Playing with ruby's new JIT: MJIT

Just-in-time is an illusion. Albert Einstein

This week, Takashi Kokubun (@k0kubun) merged the first implementation of a JIT compiler in MRI ruby.

k0kubun @k0kubun
I've just committed the initial JIT compiler for Ruby. It's not still so fast yet (especially it's performing badly with Rails for now), but we have much time to improve it until Ruby 2.6 (or 3.0) release. github.com/ruby/ruby/commit/ed935a…
3:27 AM - 4 Feb 2018

As the commit explains, this is still early days for JIT in MRI ruby. It’s not yet ready to make Rails faster, and it’s slower right now than some of the earlier prototypes, but it’s here.

I’m really excited about this. Ruby has an (only partly deserved) reputation for being slow. A JIT has the potential to solve this.

Despite its experimental state, I couldn’t wait to give it a go.

I cloned down MRI trunk, built it, and installed it to my ~/.rubies directory

$ git clone https://github.com/ruby/ruby
$ cd ruby
$ autoconf
$ ./configure --prefix=$HOME/.rubies/ruby-2.6.0-dev
$ make
$ make install

then switched to the new version.

$ chruby 2.6
$ ruby -v
ruby 2.6.0dev (2018-02-05 trunk 62211) [x86_64-linux]

I tested it out with my Advent of Code 2017 day 15 solution (spoilers below).

def calculate(a, b, n = 40_000_000)
  n.times.count do
    a = a * 16807 % 2147483647
    b = b * 48271 % 2147483647

    (a & 0xffff) == (b & 0xffff)
  end
end

raise unless calculate(65, 8921) == 588
p result: calculate(699, 124)

This should be an ideal candidate for ruby’s JIT. It’s not calling out to other expensive methods.
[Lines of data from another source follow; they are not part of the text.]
//! pagesync - synchronize a remote paged store with local snapshot files

use anyhow::{anyhow, Context, Result};
use clap::{Parser, Subcommand};
use pagesync::auth::{Identity, Principal};
use pagesync::config::{Config, ConfigLoader, RemoteTarget};
use pagesync::network::QuicStoreClient;
use pagesync::store::{calls, FilePages, LocalClient, RemoteStore, StoreService};
use pagesync::sync::{
    backup_records, read_records_file, restore_records, write_records_file, DiffSyncEngine,
    SnapshotPuller, SnapshotVerifier,
};
use std::path::{Path, PathBuf};
use std::sync::Arc;
use tracing::{debug, info};

#[derive(Parser)]
#[command(
    name = "pagesync",
    version = env!("CARGO_PKG_VERSION"),
    about = "Block-level synchronization of a remote paged store with local snapshots"
)]
struct Cli {
    /// Enable debug logging
    #[arg(short, long)]
    debug: bool,

    /// Quiet mode - errors only
    #[arg(short, long)]
    quiet: bool,

    /// Configuration file path (default: ./pagesync.toml if present)
    #[arg(short, long)]
    config: Option<PathBuf>,

    /// Remote store: quic://host:port or file://path
    #[arg(short, long)]
    remote: Option<String>,

    /// Secret key file identifying this client
    #[arg(short, long)]
    identity: Option<PathBuf>,

    /// Skip TLS certificate verification (testing only)
    #[arg(long)]
    insecure: bool,

    #[command(subcommand)]
    command: Commands,
}

#[derive(Subcommand)]
enum Commands {
    /// Write the blocks of a local snapshot that differ from the reference
    Push {
        source: PathBuf,
        /// Reference snapshot the remote is known to match
        #[arg(long)]
        reference: Option<PathBuf>,
        /// Block size in bytes (at most 256 MiB less 4 KiB over quic)
        #[arg(long)]
        block_size: Option<u64>,
        /// Compare only, write nothing
        #[arg(long)]
        dry_run: bool,
        /// Replace the reference with the source after a successful push
        #[arg(long)]
        rotate: bool,
        /// Write throughput cap in bytes/second
        #[arg(long)]
        bandwidth: Option<u64>,
    },
    /// Download the whole remote store into a local snapshot
    Pull {
        dest: PathBuf,
        /// Also write a copy to use as the reference of a later push
        #[arg(long)]
        reference: Option<PathBuf>,
        /// Block size in bytes (at most 256 MiB less 4 KiB over quic)
        #[arg(long)]
        block_size: Option<u64>,
    },
    /// Compare the remote store with a local snapshot
    Verify {
        file: PathBuf,
        /// Block size in bytes (at most 256 MiB less 4 KiB over quic)
        #[arg(long)]
        block_size: Option<u64>,
    },
    /// Print the remote store size
    Size,
    /// Back up or restore structured records
    Records {
        #[command(subcommand)]
        command: RecordsCommand,
    },
    /// Grant a principal access to records (and with --stable, to the store)
    Authorize {
        principal: Principal,
        #[arg(long)]
        stable: bool,
    },
    /// Revoke all access of a principal
    Deauthorize { principal: Principal },
    /// List authorized principals
    Authorized,
    /// Show the principal the remote sees for this identity
    Whoami,
    /// Manage the local identity
    Identity {
        #[command(subcommand)]
        command: IdentityCommand,
    },
}

#[derive(Subcommand)]
enum RecordsCommand {
    /// Save all records to a JSON file
    Backup { file: PathBuf },
    /// Send records from a JSON file to the remote
    Restore { file: PathBuf },
}

#[derive(Subcommand)]
enum IdentityCommand {
    /// Generate a new secret key file
    New { path: PathBuf },
    /// Print the principal of the configured identity
    Show,
}

#[tokio::main]
async fn main() -> Result<()> {
    let cli = Cli::parse();

    let mut config = ConfigLoader::load(cli.config.as_deref()).context("loading configuration")?;
    apply_overrides(&mut config, &cli);

    init_logging(cli.debug, cli.quiet, &config.logging.level)?;
    debug!("pagesync v{} starting", env!("CARGO_PKG_VERSION"));

    rustls::crypto::ring::default_provider()
        .install_default()
        .map_err(|_| anyhow!("Failed to install rustls crypto provider"))?;

    match cli.command {
        Commands::Identity { command } => identity_command(command, &config),
        command => {
            let remote = RemoteHandle::open(&config).await?;
            let result = run(command, &config, remote.store.as_ref()).await;
            remote.finish()?;
            result
        }
    }
}

fn apply_overrides(config: &mut Config, cli: &Cli) {
    if let Some(remote) = &cli.remote {
        config.remote.target = Some(remote.clone());
    }
    if let Some(identity) = &cli.identity {
        config.remote.identity = Some(identity.clone());
    }
    if cli.insecure {
        config.remote.insecure = true;
    }
}

fn init_logging(debug: bool, quiet: bool, default_level: &str) -> Result<()> {
    use tracing_subscriber::{fmt, EnvFilter};

    let level = if debug {
        "debug"
    } else if quiet {
        "error"
    } else {
        default_level
    };

    let filter = EnvFilter::try_from_default_env()
        .or_else(|_| EnvFilter::try_new(level))
        .context("invalid log filter")?;

    fmt()
        .with_env_filter(filter)
        .with_target(false)
        .with_thread_ids(false)
        .with_thread_names(false)
        .init();

    Ok(())
}

/// The remote store plus, for file targets, the in-process host to flush on exit
struct RemoteHandle {
    store: Box<dyn RemoteStore>,
    local: Option<Arc<StoreService>>,
}

impl RemoteHandle {
    async fn open(config: &Config) -> Result<Self> {
        let identity = load_identity(config)?;

        match config.remote_target()? {
            RemoteTarget::Quic(host) => {
                let client =
                    QuicStoreClient::connect_host(&host, &identity, config.connection_config()?)
                        .await
                        .with_context(|| format!("connecting to {host}"))?;
                info!("Connected to {} as {}", client.remote_addr(), identity.principal());
                Ok(Self {
                    store: Box::new(client),
                    local: None,
                })
            }
            RemoteTarget::File(path) => {
                // Only the server creates stores; a missing file here is a bad target
                let pages = FilePages::open_existing(&path)
                    .with_context(|| format!("opening store file {}", path.display()))?;
                let records = records_sidecar(&path);
                let service = Arc::new(
                    StoreService::new(pages)
                        .with_controller(identity.principal())
                        .with_records_file(&records)
                        .with_context(|| format!("loading records {}", records.display()))?,
                );
                debug!("Hosting {} in-process", path.display());
                Ok(Self {
                    store: Box::new(LocalClient::new(service.clone(), identity.principal())),
                    local: Some(service),
                })
            }
        }
    }

    fn finish(self) -> Result<()> {
        if let Some(service) = self.local {
            service.flush().context("flushing store file")?;
        }
        Ok(())
    }
}

fn records_sidecar(store: &Path) -> PathBuf {
    let mut name = store.as_os_str().to_owned();
    name.push(".records.json");
    PathBuf::from(name)
}

fn load_identity(config: &Config) -> Result<Identity> {
    match &config.remote.identity {
        Some(path) => Identity::from_key_file(path)
            .with_context(|| format!("loading identity {}", path.display())),
        None => match config.remote_target()? {
            // A local store file is only ever reached by this process
            RemoteTarget::File(_) => Ok(Identity::from_secret(b"pagesync local host")),
            RemoteTarget::Quic(_) => Err(anyhow!(
                "an identity is required for remote stores (--identity or remote.identity)"
            )),
        },
    }
}

async fn run(command: Commands, config: &Config, remote: &dyn RemoteStore) -> Result<()> {
    match command {
        Commands::Push {
            source,
            reference,
            block_size,
            dry_run,
            rotate,
            bandwidth,
        } => {
            let mut sync_config = config
                .sync_config()
                .dry_run(dry_run)
                .with_block_size(block_size_for(config, block_size)?);
            if bandwidth.is_some() {
                sync_config = sync_config.with_bandwidth_limit(bandwidth);
            }
            if rotate {
                sync_config = sync_config.rotate_reference(true);
            }

            let engine = DiffSyncEngine::new(sync_config)?;
            let report = engine
                .sync(remote, &source, reference.as_deref())
                .await
                .with_context(|| format!("pushing {}", source.display()))?;

            println!(
                "{} {} bytes: {} blocks, {} written, {} skipped{}",
                if report.dry_run { "Checked" } else { "Pushed" },
                report.source_len,
                report.blocks_total,
                report.blocks_written,
                report.blocks_skipped,
                if report.dry_run {
                    format!(", {} would be written", report.blocks_would_write)
                } else {
                    String::new()
                }
            );
            if report.rotated {
                println!("Reference rotated");
            }
        }
        Commands::Pull {
            dest,
            reference,
            block_size,
        } => {
            let puller = SnapshotPuller::new(block_size_for(config, block_size)?)?;
            let report = puller
                .pull(remote, &dest, reference.as_deref())
                .await
                .with_context(|| format!("pulling into {}", dest.display()))?;
            println!(
                "Pulled {} bytes in {} blocks into {}",
                report.bytes_read,
                report.blocks,
                dest.display()
            );
        }
        Commands::Verify { file, block_size } => {
            let verifier = SnapshotVerifier::new(block_size_for(config, block_size)?)?;
            let report = verifier.verify(remote, &file).await?;

            println!("local  {} bytes  blake3 {}", report.local_len, report.local_digest);
            println!("remote {} bytes", report.remote_size);
            for offset in &report.mismatched {
                println!("mismatch at offset {offset}");
            }
            if report.trailing_mismatch {
                println!("remote holds non-zero data past the local length");
            }
            if !report.is_match() {
                return Err(anyhow!(
                    "{} does not match the remote store",
                    file.display()
                ));
            }
            println!("OK");
        }
        Commands::Size => {
            println!("{}", remote.size().await?);
        }
        Commands::Records { command } => match command {
            RecordsCommand::Backup { file } => {
                let records = backup_records(remote, config.sync.record_page_size).await?;
                write_records_file(&file, &records).await?;
                println!("Saved {} records to {}", records.len(), file.display());
            }
            RecordsCommand::Restore { file } => {
                let records = read_records_file(&file).await?;
                let sent = restore_records(remote, &records, config.sync.restore_batch).await?;
                println!("Restored {} records from {}", sent, file.display());
            }
        },
        Commands::Authorize { principal, stable } => {
            if stable {
                calls::stable_authorize(remote, principal).await?;
            } else {
                calls::authorize(remote, principal).await?;
            }
            println!("Authorized {principal}");
        }
        Commands::Deauthorize { principal } => {
            if calls::deauthorize(remote, principal).await? {
                println!("Deauthorized {principal}");
            } else {
                println!("{principal} was not authorized");
            }
        }
        Commands::Authorized => {
            for entry in calls::get_authorized(remote).await? {
                println!(
                    "{}  records={} stable={}",
                    entry.principal, entry.records, entry.stable
                );
            }
        }
        Commands::Whoami => {
            println!("{}", calls::whoami(remote).await?);
        }
        Commands::Identity { command } => identity_command(command, config)?,
    }

    Ok(())
}

fn block_size_for(config: &Config, requested: Option<u64>) -> Result<u64> {
    let block_size = requested.unwrap_or(config.sync.block_size);
    config.check_block_size(block_size)?;
    Ok(block_size)
}

fn identity_command(command: IdentityCommand, config: &Config) -> Result<()> {
    match command {
        IdentityCommand::New { path } => {
            let identity = Identity::generate_key_file(&path)?;
            println!("Wrote {}", path.display());
            println!("{}", identity.principal());
        }
        IdentityCommand::Show => {
            let path = config.identity_path()?;
            let identity = Identity::from_key_file(path)?;
            println!("{}", identity.principal());
        }
    }
    Ok(())
}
It’s just doing math and should be mostly bound by interpreter speed.

$ time ruby --disable-gems 15a.rb
{:result=>600}
  8.30s user
  0.00s system
   100% cpu
  8.306 total

$ time ruby --disable-gems --jit 15a.rb
{:result=>600}
  6.42s user
  0.03s system
   105% cpu
  6.132 total

It works! We went to 6.1 seconds from 8.3 seconds seconds just by enabling JIT.

MJIT internals

I’m not sure, but I believe that MJIT’s approach to be somewhat unconventional. From comments in mjit.c:

We utilize widely used C compilers (GCC and LLVM Clang) to implement MJIT. We feed them a C code generated from ISEQ. The industrial C compilers are slower than regular JIT engines. Generated code performance of the used C compilers has a higher priority over the compilation speed.

MJIT takes a block of ruby’s YARV bytecode and converts it into what is basically an inlined version of the C code it would have run when interpreting it.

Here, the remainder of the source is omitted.